## Exercise prompt
Look below for the line containing "return InsertOutcome::Duplicate;"; from there, print each line exactly up to and including the line containing "pub fn latest(&self)", and stop.

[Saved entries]
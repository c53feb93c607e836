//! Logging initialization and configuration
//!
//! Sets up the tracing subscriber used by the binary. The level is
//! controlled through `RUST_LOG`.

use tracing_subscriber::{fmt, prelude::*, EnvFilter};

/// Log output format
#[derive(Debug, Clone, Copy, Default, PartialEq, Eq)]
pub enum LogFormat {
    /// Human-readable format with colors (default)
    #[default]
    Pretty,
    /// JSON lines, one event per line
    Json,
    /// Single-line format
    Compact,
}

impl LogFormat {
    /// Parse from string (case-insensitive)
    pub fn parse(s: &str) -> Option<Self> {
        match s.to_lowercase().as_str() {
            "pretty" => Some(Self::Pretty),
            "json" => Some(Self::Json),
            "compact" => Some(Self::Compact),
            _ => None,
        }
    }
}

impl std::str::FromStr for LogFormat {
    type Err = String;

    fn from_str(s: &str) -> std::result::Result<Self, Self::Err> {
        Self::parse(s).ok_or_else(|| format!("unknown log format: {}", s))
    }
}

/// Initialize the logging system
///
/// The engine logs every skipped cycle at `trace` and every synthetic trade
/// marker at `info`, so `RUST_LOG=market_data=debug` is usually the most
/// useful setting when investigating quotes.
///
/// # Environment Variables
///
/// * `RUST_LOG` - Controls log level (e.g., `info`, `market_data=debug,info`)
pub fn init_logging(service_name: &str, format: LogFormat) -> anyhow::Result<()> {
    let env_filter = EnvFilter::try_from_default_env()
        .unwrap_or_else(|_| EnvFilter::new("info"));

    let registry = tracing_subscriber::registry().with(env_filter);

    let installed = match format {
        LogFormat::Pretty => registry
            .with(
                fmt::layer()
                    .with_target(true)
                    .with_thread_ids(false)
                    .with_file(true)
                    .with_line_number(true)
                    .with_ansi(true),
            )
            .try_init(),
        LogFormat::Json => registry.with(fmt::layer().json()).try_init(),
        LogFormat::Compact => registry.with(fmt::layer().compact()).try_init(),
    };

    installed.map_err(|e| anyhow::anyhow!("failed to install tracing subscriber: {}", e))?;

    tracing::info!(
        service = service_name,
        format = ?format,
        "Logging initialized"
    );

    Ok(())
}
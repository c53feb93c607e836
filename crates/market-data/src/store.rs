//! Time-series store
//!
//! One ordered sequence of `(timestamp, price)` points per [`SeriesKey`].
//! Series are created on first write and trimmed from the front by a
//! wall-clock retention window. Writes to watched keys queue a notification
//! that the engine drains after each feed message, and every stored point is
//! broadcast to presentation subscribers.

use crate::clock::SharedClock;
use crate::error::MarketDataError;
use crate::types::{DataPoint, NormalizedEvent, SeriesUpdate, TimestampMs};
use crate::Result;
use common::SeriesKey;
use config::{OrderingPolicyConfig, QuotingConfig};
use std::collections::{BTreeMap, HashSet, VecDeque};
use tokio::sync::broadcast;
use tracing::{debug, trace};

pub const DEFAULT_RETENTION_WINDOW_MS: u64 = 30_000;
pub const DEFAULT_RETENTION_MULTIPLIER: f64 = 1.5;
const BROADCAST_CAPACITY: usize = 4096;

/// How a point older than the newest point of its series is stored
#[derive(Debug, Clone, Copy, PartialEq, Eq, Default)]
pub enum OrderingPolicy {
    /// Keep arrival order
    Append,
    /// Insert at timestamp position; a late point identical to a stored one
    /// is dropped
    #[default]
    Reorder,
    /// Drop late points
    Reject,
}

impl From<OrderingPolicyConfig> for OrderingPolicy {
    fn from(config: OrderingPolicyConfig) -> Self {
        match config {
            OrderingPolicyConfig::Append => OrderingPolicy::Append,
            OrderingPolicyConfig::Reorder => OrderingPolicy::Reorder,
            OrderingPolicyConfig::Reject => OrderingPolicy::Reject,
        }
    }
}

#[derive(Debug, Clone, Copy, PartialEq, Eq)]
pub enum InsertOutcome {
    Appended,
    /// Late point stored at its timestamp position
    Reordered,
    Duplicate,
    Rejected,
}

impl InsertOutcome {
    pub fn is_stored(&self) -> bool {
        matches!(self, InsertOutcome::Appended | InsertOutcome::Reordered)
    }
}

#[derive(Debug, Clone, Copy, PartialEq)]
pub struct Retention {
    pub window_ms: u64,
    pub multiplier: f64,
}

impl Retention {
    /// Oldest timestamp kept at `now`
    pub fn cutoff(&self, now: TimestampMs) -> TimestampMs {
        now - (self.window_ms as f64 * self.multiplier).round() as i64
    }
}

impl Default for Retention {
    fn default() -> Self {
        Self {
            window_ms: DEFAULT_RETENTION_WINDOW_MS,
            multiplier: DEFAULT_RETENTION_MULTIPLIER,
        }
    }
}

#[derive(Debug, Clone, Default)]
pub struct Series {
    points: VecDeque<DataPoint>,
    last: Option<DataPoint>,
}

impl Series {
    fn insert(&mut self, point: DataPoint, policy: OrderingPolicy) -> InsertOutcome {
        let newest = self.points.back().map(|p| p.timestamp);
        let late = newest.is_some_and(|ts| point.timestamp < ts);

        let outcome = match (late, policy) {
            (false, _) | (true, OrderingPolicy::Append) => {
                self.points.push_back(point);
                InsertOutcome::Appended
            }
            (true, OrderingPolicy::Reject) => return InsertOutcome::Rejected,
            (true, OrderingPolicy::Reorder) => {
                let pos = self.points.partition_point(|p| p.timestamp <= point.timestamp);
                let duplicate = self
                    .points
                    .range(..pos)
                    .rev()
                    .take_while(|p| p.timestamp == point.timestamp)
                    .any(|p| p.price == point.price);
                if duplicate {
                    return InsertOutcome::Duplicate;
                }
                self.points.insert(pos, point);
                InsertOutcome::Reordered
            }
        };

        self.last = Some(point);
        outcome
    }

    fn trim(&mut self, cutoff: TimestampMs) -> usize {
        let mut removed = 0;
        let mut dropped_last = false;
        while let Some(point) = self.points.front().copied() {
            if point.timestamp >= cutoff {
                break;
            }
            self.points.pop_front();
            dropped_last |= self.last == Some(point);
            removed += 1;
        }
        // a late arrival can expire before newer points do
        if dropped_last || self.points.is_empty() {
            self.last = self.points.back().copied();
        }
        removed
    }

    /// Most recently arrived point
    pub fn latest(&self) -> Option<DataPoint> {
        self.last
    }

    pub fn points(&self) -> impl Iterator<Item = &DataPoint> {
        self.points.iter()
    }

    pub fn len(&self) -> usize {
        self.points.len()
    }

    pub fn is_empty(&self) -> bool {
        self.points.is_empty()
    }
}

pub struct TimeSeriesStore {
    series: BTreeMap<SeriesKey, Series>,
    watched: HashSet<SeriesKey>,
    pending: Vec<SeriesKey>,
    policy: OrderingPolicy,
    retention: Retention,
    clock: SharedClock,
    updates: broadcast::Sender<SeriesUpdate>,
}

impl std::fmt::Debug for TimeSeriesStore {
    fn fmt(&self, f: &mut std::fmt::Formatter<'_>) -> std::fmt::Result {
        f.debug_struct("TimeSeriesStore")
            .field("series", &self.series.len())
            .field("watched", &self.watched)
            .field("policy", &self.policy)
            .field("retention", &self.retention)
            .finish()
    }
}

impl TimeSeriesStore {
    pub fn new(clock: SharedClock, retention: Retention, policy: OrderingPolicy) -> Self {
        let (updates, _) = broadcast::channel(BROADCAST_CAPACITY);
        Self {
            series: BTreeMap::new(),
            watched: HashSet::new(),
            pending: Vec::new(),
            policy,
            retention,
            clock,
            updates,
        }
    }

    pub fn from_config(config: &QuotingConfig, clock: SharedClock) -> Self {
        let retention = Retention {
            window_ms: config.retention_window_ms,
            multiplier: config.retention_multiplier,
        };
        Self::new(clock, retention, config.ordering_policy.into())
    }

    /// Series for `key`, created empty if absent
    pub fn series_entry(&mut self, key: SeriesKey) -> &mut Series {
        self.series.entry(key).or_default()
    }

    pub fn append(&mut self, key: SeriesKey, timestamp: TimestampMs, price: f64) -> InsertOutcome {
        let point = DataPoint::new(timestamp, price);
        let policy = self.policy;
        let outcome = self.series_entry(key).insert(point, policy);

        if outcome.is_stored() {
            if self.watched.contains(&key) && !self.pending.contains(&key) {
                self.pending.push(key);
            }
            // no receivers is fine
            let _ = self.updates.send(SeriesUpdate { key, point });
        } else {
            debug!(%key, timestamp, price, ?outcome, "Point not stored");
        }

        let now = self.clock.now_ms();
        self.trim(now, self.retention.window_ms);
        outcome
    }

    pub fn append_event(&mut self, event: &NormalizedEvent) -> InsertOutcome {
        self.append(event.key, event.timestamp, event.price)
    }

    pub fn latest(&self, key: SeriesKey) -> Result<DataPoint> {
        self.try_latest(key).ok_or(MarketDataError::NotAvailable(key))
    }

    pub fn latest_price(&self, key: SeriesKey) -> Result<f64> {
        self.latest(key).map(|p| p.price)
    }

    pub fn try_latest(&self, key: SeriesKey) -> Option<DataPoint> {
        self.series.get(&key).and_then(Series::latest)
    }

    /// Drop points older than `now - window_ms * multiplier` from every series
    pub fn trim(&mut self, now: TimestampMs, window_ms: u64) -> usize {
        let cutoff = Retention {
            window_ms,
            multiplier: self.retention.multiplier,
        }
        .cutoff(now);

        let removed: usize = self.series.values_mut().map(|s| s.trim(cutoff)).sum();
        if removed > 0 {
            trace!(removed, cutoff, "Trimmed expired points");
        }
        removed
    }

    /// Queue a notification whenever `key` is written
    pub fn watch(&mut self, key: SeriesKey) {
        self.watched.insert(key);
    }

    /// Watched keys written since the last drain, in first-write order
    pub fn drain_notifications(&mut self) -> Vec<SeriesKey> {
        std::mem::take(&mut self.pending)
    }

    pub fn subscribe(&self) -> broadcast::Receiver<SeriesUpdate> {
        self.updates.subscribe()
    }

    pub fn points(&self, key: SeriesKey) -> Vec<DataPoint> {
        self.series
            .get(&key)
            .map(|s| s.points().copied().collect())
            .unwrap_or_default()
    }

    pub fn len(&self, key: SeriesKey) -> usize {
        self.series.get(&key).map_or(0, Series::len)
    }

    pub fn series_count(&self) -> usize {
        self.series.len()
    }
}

## Answer to this exercise
                    return InsertOutcome::Duplicate;
                }
                self.points.insert(pos, point);
                InsertOutcome::Reordered
            }
        };

        self.last = Some(point);
        outcome
    }

    fn trim(&mut self, cutoff: TimestampMs) -> usize {
        let mut removed = 0;
        let mut dropped_last = false;
        while let Some(point) = self.points.front().copied() {
            if point.timestamp >= cutoff {
                break;
            }
            self.points.pop_front();
            dropped_last |= self.last == Some(point);
            removed += 1;
        }
        // a late arrival can expire before newer points do
        if dropped_last || self.points.is_empty() {
            self.last = self.points.back().copied();
        }
        removed
    }

    /// Most recently arrived point
    pub fn latest(&self) -> Option<DataPoint> {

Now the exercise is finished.